Typical is a farmer named Lakshmi Narayan, who grows groundnut, wheat, and mustard on seven acres of land—but is now able to farm only less than an acre. “Coca-Cola,” he answers simply when asked why he thinks the water level has gone down. “Other factories do use water, but it’s far less than Coke.” As a crowd gathers around him, several other farmers all agree that Coca-Cola is to blame for their distress. Asked how many of them have taken part in protests against the company, every one of them raises a hand.

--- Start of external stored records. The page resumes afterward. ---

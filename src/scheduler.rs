//! Periodic sync trigger
//!
//! The scheduler wakes up every few seconds, re-reads the configuration and
//! starts a run once the configured interval has elapsed since the previous
//! scheduled start. It never queues: a tick that finds a run in progress just
//! waits for the next one.

use chrono::{DateTime, Local};
use std::future::Future;
use std::time::Duration;

use crate::logging::*;
use crate::pipeline::{RunOptions, StartOutcome, SyncService};

/// Delay between scheduler checks
pub const TICK_INTERVAL: Duration = Duration::from_secs(5);

/// Delay before the first check after startup
pub const WARMUP: Duration = Duration::from_secs(5);

/// When the next run is due, `None` if the interval does not fit a timestamp
pub fn next_due(last_run: DateTime<Local>, interval: Duration) -> Option<DateTime<Local>> {
	let interval = chrono::Duration::from_std(interval).ok()?;
	last_run.checked_add_signed(interval)
}

/// Local wall-clock rendering of the next-run indicator
pub fn format_next_run(at: DateTime<Local>) -> String {
	at.format("%H:%M:%S").to_string()
}

/// Background task driving scheduled runs
pub struct Scheduler {
	service: SyncService,
	warmup: Duration,
	tick: Duration,
}

impl Scheduler {
	pub fn new(service: SyncService) -> Self {
		Scheduler { service, warmup: WARMUP, tick: TICK_INTERVAL }
	}

	/// Override the warm-up delay and tick period
	pub fn with_timing(mut self, warmup: Duration, tick: Duration) -> Self {
		self.warmup = warmup;
		self.tick = tick;
		self
	}

	/// Tick until `shutdown` resolves
	///
	/// The interval is measured from the end of the warm-up, then from each
	/// scheduled start. A run already in flight when shutdown fires is not
	/// cancelled.
	pub async fn run_until<F>(self, shutdown: F)
	where
		F: Future<Output = ()>,
	{
		tokio::pin!(shutdown);

		tokio::select! {
			_ = &mut shutdown => return,
			_ = tokio::time::sleep(self.warmup) => {}
		}

		info!("Scheduler started");
		let mut last_run = Local::now();
		let mut ticker = tokio::time::interval(self.tick);
		loop {
			tokio::select! {
				_ = &mut shutdown => break,
				_ = ticker.tick() => {
					self.tick_at(&mut last_run, Local::now());
				}
			}
		}
		self.service.status().set_next_run(None);
		info!("Scheduler stopped");
	}

	/// One scheduler check at time `now`; returns whether a run was started
	pub fn tick_at(&self, last_run: &mut DateTime<Local>, now: DateTime<Local>) -> bool {
		let status = self.service.status();
		let config = match self.service.load_config() {
			Ok(config) => config,
			Err(e) => {
				warn!("Scheduler could not load settings: {}", e);
				return false;
			}
		};

		let Some(due) = config.schedule_interval().and_then(|interval| next_due(*last_run, interval))
		else {
			status.set_next_run(None);
			return false;
		};
		status.set_next_run(Some(format_next_run(due)));

		if now < due || status.is_running() {
			return false;
		}
		match self.service.start(RunOptions::default()) {
			StartOutcome::Started(_) => {
				info!("Scheduled sync started");
				*last_run = now;
				true
			}
			StartOutcome::Busy => false,
		}
	}
}


// vim: ts=4
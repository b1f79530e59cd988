//! Shutdown signal for long-running commands

use tokio::signal;

use crate::logging::*;

/// Resolve once SIGTERM or SIGINT arrives
///
/// Falls back to Ctrl-C alone when the SIGTERM handler cannot be installed.
#[cfg(unix)]
pub async fn shutdown_signal() {
	use signal::unix::{signal as unix_signal, SignalKind};

	let mut sigterm = match unix_signal(SignalKind::terminate()) {
		Ok(stream) => stream,
		Err(e) => {
			warn!("Failed to setup SIGTERM handler: {}. Only Ctrl-C will stop the daemon.", e);
			ctrl_c().await;
			return;
		}
	};

	tokio::select! {
		_ = sigterm.recv() => debug!("Received SIGTERM, shutting down"),
		_ = ctrl_c() => {}
	}
}

#[cfg(not(unix))]
pub async fn shutdown_signal() {
	ctrl_c().await;
}

async fn ctrl_c() {
	match signal::ctrl_c().await {
		Ok(()) => debug!("Received SIGINT, shutting down"),
		Err(e) => {
			// Without a handler there is nothing to wait for
			warn!("Failed to setup SIGINT handler: {}", e);
			std::future::pending::<()>().await;
		}
	}
}

// vim: ts=4
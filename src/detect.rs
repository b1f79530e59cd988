//! Content fingerprints and the unchanged-tree short circuit

use std::fs::File;
use std::io::BufReader;
use std::path::Path;

use crate::config::Config;

/// Hex-encoded BLAKE3 digest of a byte slice
pub fn fingerprint_bytes(bytes: &[u8]) -> String {
	hex::encode(blake3::hash(bytes).as_bytes())
}

/// Fingerprint of a relative media path, used as the reconciliation key
pub fn path_fingerprint(rel_path: &str) -> String {
	fingerprint_bytes(rel_path.as_bytes())
}

/// Hex-encoded BLAKE3 digest of a file's contents
pub fn fingerprint_file(path: &Path) -> std::io::Result<String> {
	let mut hasher = blake3::Hasher::new();
	hasher.update_reader(BufReader::new(File::open(path)?))?;
	Ok(hex::encode(hasher.finalize().as_bytes()))
}

/// Outcome of comparing a tree fingerprint with the recorded one
#[derive(Debug, Clone, PartialEq, Eq)]
pub enum ChangeDecision {
	/// Same document as last time; nothing to do
	Unchanged,
	/// Document must be processed; carries the new fingerprint
	Process(String),
}

/// Decide whether a run with tree fingerprint `fingerprint` can be skipped
pub fn detect_change(config: &Config, fingerprint: &str, force_full: bool) -> ChangeDecision {
	if config.check_hash && !force_full && config.last_hash == fingerprint {
		ChangeDecision::Unchanged
	} else {
		ChangeDecision::Process(fingerprint.to_string())
	}
}

#[cfg(test)]
mod tests {
	use super::*;
	use tempfile::TempDir;

	#[test]
	fn test_fingerprint_file_matches_bytes() {
		let tmp = TempDir::new().unwrap();
		let path = tmp.path().join("tree.txt");
		std::fs::write(&path, b"|Movies\n||a.mp4\n").unwrap();
		assert_eq!(fingerprint_file(&path).unwrap(), fingerprint_bytes(b"|Movies\n||a.mp4\n"));
		assert_eq!(fingerprint_bytes(b"x").len(), 64);
	}

	#[test]
	fn test_path_fingerprint_is_stable_and_distinct() {
		assert_eq!(path_fingerprint("Show/e1.mp4"), path_fingerprint("Show/e1.mp4"));
		assert_ne!(path_fingerprint("Show/e1.mp4"), path_fingerprint("Show/e2.mp4"));
	}

	#[test]
	fn test_detect_change_unchanged() {
		let mut config = Config::default();
		config.last_hash = "abc".to_string();
		assert_eq!(detect_change(&config, "abc", false), ChangeDecision::Unchanged);
	}

	#[test]
	fn test_detect_change_bypasses() {
		let mut config = Config::default();
		config.last_hash = "abc".to_string();
		assert_eq!(detect_change(&config, "abc", true), ChangeDecision::Process("abc".to_string()));
		assert_eq!(detect_change(&config, "def", false), ChangeDecision::Process("def".to_string()));

		config.check_hash = false;
		assert_eq!(detect_change(&config, "abc", false), ChangeDecision::Process("abc".to_string()));
	}
}

// vim: ts=4
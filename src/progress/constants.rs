//! Progress constants

/// Width of the progress bar display
pub const PROGRESS_BAR_WIDTH: usize = 30;

/// Bytes per megabyte for display conversions
pub const BYTES_PER_MB: f64 = 1_000_000.0;

/// Throttle terminal updates to this many milliseconds
pub const UPDATE_THROTTLE_MS: u128 = 100;

/// Percent at which each stage starts
pub const FETCH_START_PERCENT: f64 = 2.0;
pub const FETCH_END_PERCENT: f64 = 9.0;
pub const CONVERT_PERCENT: f64 = 10.0;
pub const DETECT_START_PERCENT: f64 = 12.0;
pub const PREPARE_PERCENT: f64 = 15.0;
pub const PARSE_START_PERCENT: f64 = 20.0;
pub const GENERATE_START_PERCENT: f64 = 40.0;
pub const GENERATE_END_PERCENT: f64 = 90.0;
pub const CLEAN_PERCENT: f64 = 95.0;
pub const DONE_PERCENT: f64 = 100.0;

/// Paths between two progress reports while generating pointer files
pub const GENERATE_PROGRESS_EVERY: usize = 500;

// vim: ts=4
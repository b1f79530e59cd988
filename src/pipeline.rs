//! Sync pipeline orchestration
//!
//! [`SyncService`] sequences one run: download the tree dumps, convert them to
//! a canonical UTF-8 document, short-circuit when nothing changed, then parse
//! the tree, write pointer files and reconcile the index. Only one run is
//! active at a time; a second start while busy is rejected without side
//! effects.
//!
//! Every failure is caught once here, logged, and turned into the terminal
//! `Failed` state. The status stays observable throughout.

use std::fs::File;
use std::io::BufReader;
use std::path::{Path, PathBuf};
use std::sync::Arc;
use std::time::Duration;
use tokio::task::JoinHandle;

use crate::config::{Config, ConfigStore, DataDir};
use crate::detect::{detect_change, fingerprint_file, ChangeDecision};
use crate::encoding::normalize_files;
use crate::error::SyncError;
use crate::fetch::{fetch_sources, HttpTreeFetcher, SourceSpec, TreeFetcher, SOURCE_IDS};
use crate::generate::{GenerateSummary, PointerGenerator};
use crate::index::ReconciliationIndex;
use crate::logging::*;
use crate::progress::*;
use crate::status::{RunGuard, RunState, SyncStatus};
use crate::tree::{count_lines, MediaPathScanner, PROGRESS_LINES};
use crate::validation::Validator;

/// Per-run switches
#[derive(Debug, Clone, Copy, Default, PartialEq, Eq)]
pub struct RunOptions {
	/// Rewrite every pointer file and ignore the recorded fingerprint
	pub force_full: bool,
	/// Process the existing canonical document instead of downloading
	pub use_local: bool,
}

/// Counters reported at the end of a completed run
#[derive(Debug, Clone, Default, PartialEq, Eq)]
pub struct RunSummary {
	/// Accepted media paths in the document, duplicates included
	pub paths_found: usize,
	/// Distinct paths in the current scan
	pub unique_paths: usize,
	pub written: usize,
	pub skipped: usize,
	pub rejected: usize,
	/// Index records dropped as stale
	pub removed: usize,
	/// Index records after reconciliation
	pub index_size: usize,
	/// Fingerprint recorded for this run, if change detection ran
	pub fingerprint: Option<String>,
}

/// How a run ended
#[derive(Debug, Clone, PartialEq, Eq)]
pub enum RunOutcome {
	Completed(RunSummary),
	/// Tree unchanged since the last run
	Skipped,
	/// Run aborted; carries the error text
	Failed(String),
	/// Another run was active
	Busy,
}

/// Result of a non-blocking start
#[derive(Debug)]
pub enum StartOutcome {
	Started(JoinHandle<RunOutcome>),
	Busy,
}

enum Finish {
	Completed(RunSummary),
	Skipped,
}

/// Owns everything a run needs; cheap to clone
#[derive(Clone)]
pub struct SyncService {
	data_dir: DataDir,
	store: Arc<dyn ConfigStore>,
	status: Arc<SyncStatus>,
	fetcher: Option<Arc<dyn TreeFetcher>>,
}

impl SyncService {
	/// Create a service using the HTTP fetcher built from each run's config
	pub fn new(data_dir: DataDir, store: Arc<dyn ConfigStore>, status: Arc<SyncStatus>) -> Self {
		SyncService { data_dir, store, status, fetcher: None }
	}

	/// Use `fetcher` for every run instead of building an HTTP client
	pub fn with_fetcher(mut self, fetcher: Arc<dyn TreeFetcher>) -> Self {
		self.fetcher = Some(fetcher);
		self
	}

	pub fn status(&self) -> &Arc<SyncStatus> {
		&self.status
	}

	pub fn data_dir(&self) -> &DataDir {
		&self.data_dir
	}

	pub fn load_config(&self) -> Result<Config, SyncError> {
		self.store.load()
	}

	/// Start a run in the background
	///
	/// Returns immediately. `Busy` means a run is active and nothing changed.
	pub fn start(&self, options: RunOptions) -> StartOutcome {
		let Some(guard) = self.status.try_begin() else {
			debug!("Sync already running, start rejected");
			return StartOutcome::Busy;
		};
		let service = self.clone();
		StartOutcome::Started(tokio::spawn(async move { service.execute(guard, options).await }))
	}

	/// Run to completion
	pub async fn run(&self, options: RunOptions) -> RunOutcome {
		match self.start(options) {
			StartOutcome::Started(handle) => match handle.await {
				Ok(outcome) => outcome,
				Err(e) => RunOutcome::Failed(e.to_string()),
			},
			StartOutcome::Busy => RunOutcome::Busy,
		}
	}

	async fn execute(self, _guard: RunGuard, options: RunOptions) -> RunOutcome {
		let status = Arc::clone(&self.status);
		match self.run_stages(options).await {
			Ok(Finish::Completed(summary)) => {
				let detail = format!(
					"{} paths, {} written, {} removed",
					summary.unique_paths, summary.written, summary.removed
				);
				info!(
					paths = summary.paths_found,
					written = summary.written,
					skipped = summary.skipped,
					removed = summary.removed,
					index = summary.index_size,
					"Sync completed"
				);
				status.log(&format!("✅ Sync completed: {}", detail));
				status.progress(Stage::Completed, DONE_PERCENT, &detail);
				status.finish(RunState::Completed);
				RunOutcome::Completed(summary)
			}
			Ok(Finish::Skipped) => {
				info!("Tree unchanged, nothing to do");
				status.log("Tree unchanged since last run, skipping");
				status.progress(Stage::Skipped, DONE_PERCENT, "No changes");
				status.finish(RunState::Skipped);
				RunOutcome::Skipped
			}
			Err(e) => {
				error!("Sync failed: {}", e);
				status.log(&format!("❌ {}: {}", e.kind(), e));
				status.progress(Stage::Aborted, 0.0, &e.to_string());
				status.finish(RunState::Failed);
				RunOutcome::Failed(e.to_string())
			}
		}
	}

	async fn run_stages(&self, options: RunOptions) -> Result<Finish, SyncError> {
		let mut config = self.store.load()?;
		config.validate()?;
		std::fs::create_dir_all(self.data_dir.root())?;
		let tree_path = self.data_dir.tree_path();

		let fingerprint = if options.use_local {
			if !tree_path.exists() {
				return Err(SyncError::config(format!(
					"no local tree document at {}",
					tree_path.display()
				)));
			}
			self.status.log("Using local tree document");
			None
		} else {
			let sources = self.sources(&config);
			if sources.iter().all(|s| s.url.is_none()) {
				return Err(SyncError::config("no tree source URL configured"));
			}
			self.status.log("Sync started");

			let fetcher = self.fetcher_for(&config)?;
			let credentials = config.credentials();
			let raw_files =
				fetch_sources(fetcher.as_ref(), &sources, credentials.as_ref(), self.status.as_ref())
					.await?;

			self.status.progress(Stage::Converting, CONVERT_PERCENT, "Converting UTF-16LE to UTF-8");
			let output = tree_path.clone();
			let bytes = tokio::task::spawn_blocking(move || {
				let inputs: Vec<&Path> = raw_files.iter().map(PathBuf::as_path).collect();
				normalize_files(&inputs, &output)
			})
			.await??;
			self.status.log(&format!("Converted tree document ({:.1} MB)", bytes as f64 / BYTES_PER_MB));

			self.status.progress(Stage::Detecting, DETECT_START_PERCENT, "Fingerprinting tree");
			let hashed = tree_path.clone();
			let fingerprint = tokio::task::spawn_blocking(move || fingerprint_file(&hashed)).await??;
			match detect_change(&config, &fingerprint, options.force_full) {
				ChangeDecision::Unchanged => return Ok(Finish::Skipped),
				ChangeDecision::Process(fingerprint) => {
					config.last_hash = fingerprint.clone();
					self.store.save(&config)?;
					Some(fingerprint)
				}
			}
		};

		let root = self.data_dir.strm_root(&config);
		let index_path = self.data_dir.index_path();
		let status = Arc::clone(&self.status);
		let mut summary = tokio::task::spawn_blocking(move || {
			build_pointers(&config, &tree_path, &root, &index_path, options.force_full, status.as_ref())
		})
		.await??;
		summary.fingerprint = fingerprint;
		Ok(Finish::Completed(summary))
	}

	fn sources(&self, config: &Config) -> Vec<SourceSpec> {
		config
			.source_urls()
			.into_iter()
			.enumerate()
			.map(|(slot, url)| SourceSpec {
				id: SOURCE_IDS[slot],
				url: url.map(str::to_string),
				dest: self.data_dir.raw_path(slot),
			})
			.collect()
	}

	fn fetcher_for(&self, config: &Config) -> Result<Arc<dyn TreeFetcher>, SyncError> {
		match &self.fetcher {
			Some(fetcher) => Ok(Arc::clone(fetcher)),
			None => Ok(Arc::new(HttpTreeFetcher::new(Duration::from_secs(config.fetch_timeout_secs))?)),
		}
	}
}

/// Parse the canonical document, write pointer files and reconcile the index
fn build_pointers(
	config: &Config,
	tree_path: &Path,
	root: &Path,
	index_path: &Path,
	force_full: bool,
	sink: &dyn ProgressSink,
) -> Result<RunSummary, SyncError> {
	sink.progress(Stage::Preparing, PREPARE_PERCENT, "Preparing pointer directory");
	std::fs::create_dir_all(root)
		.map_err(|e| SyncError::storage(format!("cannot create {}: {}", root.display(), e)))?;
	let index = ReconciliationIndex::open(index_path)?;

	let total_lines = count_lines(BufReader::new(File::open(tree_path)?))?;
	sink.progress(Stage::Parsing, PARSE_START_PERCENT, &format!("0/{} lines", total_lines));

	let extensions = config.extension_set();
	let mut scanner =
		MediaPathScanner::new(BufReader::new(File::open(tree_path)?), &extensions, config.exclude_levels)
			.on_lines(PROGRESS_LINES, |lines| {
				sink.progress(
					Stage::Parsing,
					scaled(PARSE_START_PERCENT, GENERATE_START_PERCENT, lines as u64, total_lines as u64),
					&format!("{}/{} lines", lines, total_lines),
				);
			});
	let mut paths = Vec::new();
	for path in scanner.by_ref() {
		paths.push(path?);
	}
	sink.log(&format!("Parsed {} lines, {} media paths", scanner.lines_read(), paths.len()));

	let total = paths.len();
	sink.progress(Stage::Generating, GENERATE_START_PERCENT, &format!("0/{}", total));
	let mut generator = PointerGenerator::new(root, config, force_full);
	let mut generated = GenerateSummary::default();
	for (i, path) in paths.iter().enumerate() {
		generated.record(generator.process(path)?);
		let done = i + 1;
		if done % GENERATE_PROGRESS_EVERY == 0 || done == total {
			sink.progress(
				Stage::Generating,
				scaled(GENERATE_START_PERCENT, GENERATE_END_PERCENT, done as u64, total as u64),
				&format!("{}/{}", done, total),
			);
		}
	}
	if generated.rejected > 0 {
		sink.log(&format!("Skipped {} unsafe paths", generated.rejected));
	}

	sink.progress(Stage::Cleaning, CLEAN_PERCENT, "Reconciling index");
	let scan = generator.into_scan();
	let report = index.reconcile(&scan, root, config.sync_clean)?;
	if report.removed > 0 {
		sink.log(&format!(
			"Removed {} stale entries ({} pointer files deleted)",
			report.removed, report.files_deleted
		));
	}

	Ok(RunSummary {
		paths_found: total,
		unique_paths: scan.len(),
		written: generated.written,
		skipped: generated.skipped,
		rejected: generated.rejected,
		removed: report.removed,
		index_size: report.total,
		fingerprint: None,
	})
}


// vim: ts=4
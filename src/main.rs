use clap::{Arg, ArgAction, ArgMatches, Command};
use std::error::Error;
use std::sync::Arc;
use std::{env, fs, path};

use strmsync::config::{ConfigStore, DataDir, JsonConfigStore};
use strmsync::logging::*;
use strmsync::progress::{CliProgressCallback, SyncEvent};
use strmsync::utils::shutdown_signal;
use strmsync::validation::Validator;
use strmsync::{ReconciliationIndex, RunOptions, RunOutcome, Scheduler, SyncService, SyncStatus};

///////////////////////
// Utility functions //
///////////////////////

fn init_data_dir(matches: &ArgMatches) -> Result<DataDir, Box<dyn Error>> {
	let dir = match matches.get_one::<String>("data-dir") {
		Some(dir) => path::PathBuf::from(dir),
		None => match env::var("HOME") {
			Ok(home) => path::PathBuf::from(home).join(".strmsync"),
			Err(_e) => return Err("Could not determine HOME directory! Use --data-dir.".into()),
		},
	};

	match fs::metadata(&dir) {
		Ok(meta) if !meta.is_dir() => {
			Err(format!("{} exists, but it is not a directory!", dir.display()).into())
		}
		Ok(_) => Ok(DataDir::new(dir)),
		Err(_err) => {
			fs::create_dir_all(&dir).map_err(|err| format!("Cannot create directory: {}", err))?;
			Ok(DataDir::new(dir))
		}
	}
}

fn service(data_dir: DataDir, status: SyncStatus) -> SyncService {
	let store = Arc::new(JsonConfigStore::new(data_dir.settings_path()));
	SyncService::new(data_dir, store, Arc::new(status))
}

async fn cmd_sync(data_dir: DataDir, options: RunOptions) -> Result<(), Box<dyn Error>> {
	let status = SyncStatus::new().with_observer(Arc::new(CliProgressCallback::new()));
	match service(data_dir, status).run(options).await {
		RunOutcome::Completed(summary) => {
			println!(
				"Synced {} paths: {} written, {} kept, {} removed ({} indexed)",
				summary.unique_paths, summary.written, summary.skipped, summary.removed, summary.index_size
			);
			Ok(())
		}
		RunOutcome::Skipped => {
			println!("Tree unchanged, nothing to do");
			Ok(())
		}
		RunOutcome::Failed(message) => Err(message.into()),
		RunOutcome::Busy => Err("another sync is already running".into()),
	}
}

async fn cmd_daemon(data_dir: DataDir) -> Result<(), Box<dyn Error>> {
	// Operator log lines go to the tracing output
	let status = SyncStatus::new().with_observer(Arc::new(|event: SyncEvent| {
		if let SyncEvent::Log(line) = event {
			info!("{}", line);
		}
	}));
	let service = service(data_dir, status);
	service.load_config()?.validate()?;

	Scheduler::new(service).run_until(shutdown_signal()).await;
	Ok(())
}

fn cmd_config(data_dir: &DataDir) -> Result<(), Box<dyn Error>> {
	let store = JsonConfigStore::new(data_dir.settings_path());
	let config = store.load()?;
	eprintln!("settings: {}", store.path().display());
	println!("{}", serde_json::to_string_pretty(&config)?);
	if let Err(e) = config.validate() {
		eprintln!("warning: {}", e);
	}
	Ok(())
}

fn cmd_status(data_dir: &DataDir) -> Result<(), Box<dyn Error>> {
	let config = JsonConfigStore::new(data_dir.settings_path()).load()?;
	let index_path = data_dir.index_path();
	let indexed = if index_path.exists() { ReconciliationIndex::open(&index_path)?.len()? } else { 0 };

	println!("Pointer root:     {}", data_dir.strm_root(&config).display());
	println!("Indexed pointers: {}", indexed);
	if config.last_hash.is_empty() {
		println!("Last fingerprint: (none)");
	} else {
		println!("Last fingerprint: {}", config.last_hash);
	}
	match config.sync_interval_minutes {
		Some(minutes) if minutes > 0 => println!("Schedule:         every {} min", minutes),
		_ => println!("Schedule:         disabled"),
	}
	Ok(())
}

#[tokio::main]
async fn main() -> Result<(), Box<dyn Error>> {
	init_tracing();

	let matches = Command::new("strmsync")
		.version(env!("CARGO_PKG_VERSION"))
		.about("Mirror a remote media tree dump into .strm pointer files")
		.subcommand_required(true)
		.arg(
			Arg::new("data-dir")
				.short('d')
				.long("data-dir")
				.value_name("DIR")
				.global(true)
				.help("Data directory (default: ~/.strmsync)"),
		)
		.subcommand(
			Command::new("sync")
				.about("Run one sync now")
				.arg(
					Arg::new("force-full")
						.long("force-full")
						.action(ArgAction::SetTrue)
						.help("Rewrite every pointer file, ignoring the recorded fingerprint"),
				)
				.arg(
					Arg::new("use-local")
						.long("use-local")
						.action(ArgAction::SetTrue)
						.help("Process the existing tree document without downloading"),
				),
		)
		.subcommand(Command::new("daemon").about("Run scheduled syncs until interrupted"))
		.subcommand(Command::new("config").about("Print the effective settings"))
		.subcommand(Command::new("status").about("Print index size and last fingerprint"))
		.get_matches();

	let data_dir = init_data_dir(&matches)?;

	if let Some(sub_matches) = matches.subcommand_matches("sync") {
		let options = RunOptions {
			force_full: sub_matches.get_flag("force-full"),
			use_local: sub_matches.get_flag("use-local"),
		};
		cmd_sync(data_dir, options).await
	} else if matches.subcommand_matches("daemon").is_some() {
		cmd_daemon(data_dir).await
	} else if matches.subcommand_matches("config").is_some() {
		cmd_config(&data_dir)
	} else if matches.subcommand_matches("status").is_some() {
		cmd_status(&data_dir)
	} else {
		Ok(())
	}
}

// vim: ts=4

The extent to which the company is downplaying opposition becomes even clearer after driving a few miles out of town to the home of Rameshwar Prasad Kuri, a prosperous farmer everyone calls by the honorific “Kuriji.” Today happens to be the day before the wedding of one of his sons, and his well-kept house is full of men and small children running underfoot. Kuriji’s family has owned this farm for five generations; when he was a young man, however, he left to enter the civil service, eventually becoming assistant director of the state agricultural department.
With a civil servant’s meticulous love for detail, he has kept track of the water level in his well, which he says was twenty-five to thirty feet below the surface when he retired in 2002. After Coke opened its bottling plant three kilometers away, however, he says the water level has gone down eight to ten feet a year. As in the other villages, Kuriji’s open well is dry, and he has had to buy a more powerful motor to get any water out of his bore well. As a result, he is able to irrigate only half of his seventeen acres. The loss of income has forced his family to take their children out of private school and put off buying a car to make the seven-kilometer trip to market. “The only positive effect is that I don’t smoke anymore,” he laughs. “I don’t even drink tea because we can’t afford it.”
Kuriji’s face is a relief map as expressive as any desert landscape, set with small watchful eyes. He sits cross-legged on a cot wearing a white kurta and gray slacks, periodically letting forth unself-conscious burps that perfume the air slightly with curry. One of the first farmers in the area to organize against the company, Kuriji took the lead from the successful protests in Kerala and Mehdiganj, and he helped organize protests here in 2004, leading marches and rallies around the plant. “Coca-Cola is snatching away our livelihoods,” he says, shaking his head. “We invite Coca-Cola as a guest, and they pick our pockets.”